HOW TO COMPLETE THIS TASK: Among the lines below, return each one that contains the word "AttachmentKind".
== SOURCE RECORDS ==
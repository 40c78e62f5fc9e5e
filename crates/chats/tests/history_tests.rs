mod common;

use std::sync::atomic::Ordering;
use std::sync::Arc;
use std::time::Duration;

use common::{settings, test_db, FlakyStore};
use sendiz_chats::{ChatError, HistoryReader, MessageDraft, PageCursor, PersistenceGateway};
use sendiz_database::{AttachmentKind, ChatStore, NewAttachment, SqliteStore};

async fn seed(db: &common::TestDb, count: usize) -> Vec<i64> {
    let gateway = PersistenceGateway::new(Arc::new(SqliteStore::new(db.pool.clone())), &settings());
    let mut ids = Vec::new();
    for i in 0..count {
        let draft = MessageDraft {
            text: format!("message {i}"),
            reply_to: None,
            attachments: vec![NewAttachment::new(
                AttachmentKind::Image,
                format!("https://cdn/{i}.png"),
            )],
        };
        ids.push(gateway.save_message(db.chat_id, 1, draft).await.unwrap().id);
    }
    ids
}

#[tokio::test]
async fn pages_are_newest_first_and_follow_the_cursor() {
    let db = test_db(&[1]).await;
    let ids = seed(&db, 5).await;
    let reader = HistoryReader::new(Arc::new(SqliteStore::new(db.pool.clone())), &settings());

    let first = reader
        .get_messages(db.chat_id, PageCursor::NEWEST, 3)
        .await
        .unwrap();
    let cursor = first.next_cursor.expect("full page should carry a cursor");
    let first_ids: Vec<i64> = first.into_iter().map(|m| m.id).collect();
    assert_eq!(first_ids, vec![ids[4], ids[3], ids[2]]);

    let second = reader.get_messages(db.chat_id, cursor, 3).await.unwrap();
    assert!(second.next_cursor.is_none());
    let second: Vec<_> = second.into_iter().collect();
    assert_eq!(second.iter().map(|m| m.id).collect::<Vec<_>>(), vec![ids[1], ids[0]]);
    assert!(second.iter().all(|m| m.attachments.len() == 1));
    assert!(second[0].created_at >= second[1].created_at);
}

#[tokio::test]
async fn zero_limit_uses_default_and_large_limits_are_clamped() {
    let db = test_db(&[1]).await;
    seed(&db, 25).await;
    let reader = HistoryReader::new(Arc::new(SqliteStore::new(db.pool.clone())), &settings());

    let page = reader
        .get_messages(db.chat_id, PageCursor::NEWEST, 0)
        .await
        .unwrap();
    assert_eq!(page.len(), settings().default_page_size as usize);

    let page = reader
        .get_messages(db.chat_id, PageCursor::NEWEST, 1_000)
        .await
        .unwrap();
    assert_eq!(page.len(), settings().max_page_size as usize);
}

#[tokio::test]
async fn empty_chat_returns_empty_page() {
    let db = test_db(&[1]).await;
    let reader = HistoryReader::new(Arc::new(SqliteStore::new(db.pool.clone())), &settings());

    let page = reader
        .get_messages(db.chat_id, PageCursor::NEWEST, 10)
        .await
        .unwrap();
    assert!(page.is_empty());
    assert!(page.next_cursor.is_none());
}

#[tokio::test]
async fn hydration_never_exceeds_the_concurrency_bound() {
    let db = test_db(&[1]).await;
    seed(&db, 8).await;
    let store = Arc::new(FlakyStore::new(db.pool.clone()));
    *store.lookup_delay.lock().unwrap() = Some(Duration::from_millis(20));
    let reader = HistoryReader::new(store.clone(), &settings());

    let page = reader
        .get_messages(db.chat_id, PageCursor::NEWEST, 8)
        .await
        .unwrap();
    assert_eq!(page.len(), 8);
    assert_eq!(store.lookups.load(Ordering::SeqCst), 8);

    let peak = store.max_in_flight.load(Ordering::SeqCst);
    assert!(peak <= settings().hydration_concurrency, "peak {peak}");
    assert!(peak >= 1);
}

#[tokio::test]
async fn one_failed_lookup_fails_the_whole_page() {
    let db = test_db(&[1]).await;
    let ids = seed(&db, 4).await;
    let store = Arc::new(FlakyStore::new(db.pool.clone()));
    store.failing_lookups.lock().unwrap().insert(ids[2]);
    let reader = HistoryReader::new(store, &settings());

    let err = reader
        .get_messages(db.chat_id, PageCursor::NEWEST, 10)
        .await
        .unwrap_err();
    match err {
        ChatError::HydrationFailed { message_id, .. } => assert_eq!(message_id, ids[2]),
        other => panic!("expected hydration failure, got {other:?}"),
    }
}

#[tokio::test]
async fn slow_lookup_times_out() {
    let db = test_db(&[1]).await;
    seed(&db, 2).await;
    let store = Arc::new(FlakyStore::new(db.pool.clone()));
    *store.lookup_delay.lock().unwrap() = Some(Duration::from_secs(2));
    let reader = HistoryReader::new(store, &settings());

    let err = reader
        .get_messages(db.chat_id, PageCursor::NEWEST, 10)
        .await
        .unwrap_err();
    assert!(matches!(err, ChatError::HydrationFailed { .. }));
}

async fn save_with_attachments(store: &Arc<SqliteStore>, db: &common::TestDb, links: &[&str]) -> i64 {
    let gateway = PersistenceGateway::new(store.clone(), &settings());
    let draft = MessageDraft {
        text: "album".into(),
        reply_to: None,
        attachments: links
            .iter()
            .map(|link| NewAttachment::new(AttachmentKind::Image, *link))
            .collect(),
    };
    gateway.save_message(db.chat_id, 1, draft).await.unwrap().id
}

#[tokio::test]
async fn message_deleted_during_hydration_is_left_out_whole() {
    let db = test_db(&[1]).await;
    let sqlite = Arc::new(SqliteStore::new(db.pool.clone()));
    let kept = save_with_attachments(&sqlite, &db, &["https://cdn/k.png"]).await;
    let doomed =
        save_with_attachments(&sqlite, &db, &["https://cdn/a.png", "https://cdn/b.png"]).await;

    let store = Arc::new(FlakyStore::new(db.pool.clone()));
    *store.lookup_delay.lock().unwrap() = Some(Duration::from_millis(150));
    let reader = HistoryReader::new(store, &settings());
    let chat_id = db.chat_id;

    let read = tokio::spawn(async move { reader.get_messages(chat_id, PageCursor::NEWEST, 10).await });
    tokio::time::sleep(Duration::from_millis(50)).await;
    assert!(sqlite.delete_message(chat_id, doomed).await.unwrap());

    let page = read.await.unwrap().unwrap();
    assert!(page.next_cursor.is_none());
    let messages: Vec<_> = page.into_iter().collect();
    assert_eq!(messages.iter().map(|m| m.id).collect::<Vec<_>>(), vec![kept]);
    assert_eq!(messages[0].attachments.len(), 1);
}

#[tokio::test]
async fn full_page_keeps_its_cursor_when_a_message_disappears() {
    let db = test_db(&[1]).await;
    let ids = seed(&db, 3).await;
    let sqlite = SqliteStore::new(db.pool.clone());

    let store = Arc::new(FlakyStore::new(db.pool.clone()));
    *store.lookup_delay.lock().unwrap() = Some(Duration::from_millis(150));
    let reader = HistoryReader::new(store, &settings());
    let chat_id = db.chat_id;

    let read = tokio::spawn(async move { reader.get_messages(chat_id, PageCursor::NEWEST, 2).await });
    tokio::time::sleep(Duration::from_millis(50)).await;
    assert!(sqlite.delete_message(chat_id, ids[2]).await.unwrap());

    let page = read.await.unwrap().unwrap();
    assert_eq!(page.next_cursor, Some(PageCursor(ids[1])));
    let messages: Vec<_> = page.into_iter().collect();
    assert_eq!(messages.len(), 1);
    assert_eq!(messages[0].id, ids[1]);
    assert_eq!(messages[0].attachments.len(), 1);
}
===
RESULT OF THIS TASK:
use sendiz_database::{AttachmentKind, ChatStore, NewAttachment, SqliteStore};
                AttachmentKind::Image,
            .map(|link| NewAttachment::new(AttachmentKind::Image, *link))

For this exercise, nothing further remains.